Darth Raptor wrote:I'm going to challenge the assumption that the orbital colonies are directly dependent on Earth for sustenence.

Going by the OP, it seems as if Earth has reached a point that it is no longer self-sufficient, and depends on the colonies for food production and manufactured goods. Maybe it's progressed to the point of an ecumenopolis, or some military/industrial disaster has made agriculture all but impossible. The tables are drastically turned in this instance; and, depending on the political situation, Earth may very well be on the defensive.
I don't get that from the OP at all. However, that's an interesting situation, so let's examine it.

The balance of military power, first off, remains the same. Earth can still blow any colony it likes out the sky. Now, however, it's not possible for Earth to simply force its will on the colonies, because they can turn off the food.

In this situation, brute force military action becomes less desireable because you want to avoid damaging the habitat structure, which brings us to option two: assassins, saboteurs, and crackers. Conflict between Earth and the colonies will be political, and Earth will try to exert control on the internal politics of the colonies through such means: remember, whether or not Earth depends on them, they're still complex, fragile systems upon which any manner of mischeif can be wrought.

There's also the option of playing colonies off against each other. It seems to me unlikely that the colonies would be united unless Earth was so openly belligerant that unification was the only viable option. If they're not united and Earth is, then any attempt to strongarm Earth will most likely fail. If every other agro colony is embargoing Earth, then whichever colony breaks ranks will make a fortune. If enough colonies break ranks, Earth can chose to ignore the rest, or, under some circumstances, blow the recalcitrant ones out of the sky.

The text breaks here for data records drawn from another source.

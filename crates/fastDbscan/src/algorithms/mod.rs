//! Layer 3: Algorithms
//!
//! ## Purpose
//!
//! This layer provides the DBSCAN building blocks: iterative cluster
//! expansion over the shared store and the merge step that reconciles
//! clusters split by concurrent expansion.
//!
//! ## Architecture
//!
//! ```text
//! Layer 7: API
//!   ↓
//! Layer 6: Adapters
//!   ↓
//! Layer 5: Engine
//!   ↓
//! Layer 4: Evaluation
//!   ↓
//! Layer 3: Algorithms ← You are here
//!   ↓
//! Layer 2: Math
//!   ↓
//! Layer 1: Primitives
//! ```

/// Density-reachability expansion.
pub mod expansion;

/// Union-find merging of cluster ids.
pub mod merge;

There are also assured destruction scenarios. "We, the people of Earth, depend on you, the people of the colonies, for our own survival. However, you, the people of the colonies, are utterly at our mercy, whereas without you, we, the people of Earth, most likely have enough supplies salted away to keep the leadership alive through the famine if we destroy you, until our population falls to the point Earth is self sustaining again. Therefore, you will do as well tell you, because if you don't, it will come to war, and if it comes to war, many of us will die, but all of you will."

And finally, we've been assuming Earth is united through this and the conflict is between Earth and the colonies. But if Earth is still fragmented, then each fragment will likely control its own colonies, or have colonies with which it has made deals for food. If it comes to war, the colonies would represent extremely soft, extremely vital strategic targets. Of course, shooting down one side's colonies make yours a target, so people might hold off--but I can guarantee you if one gets backed into a corner where it's about to lose its space assets, its final act will be to take down enemy colonies, because shortly the other side will be able to destroy his with impunity, and if the other side's colonies are intact while his aren't, the other side will win (whereas this way, both sides lose).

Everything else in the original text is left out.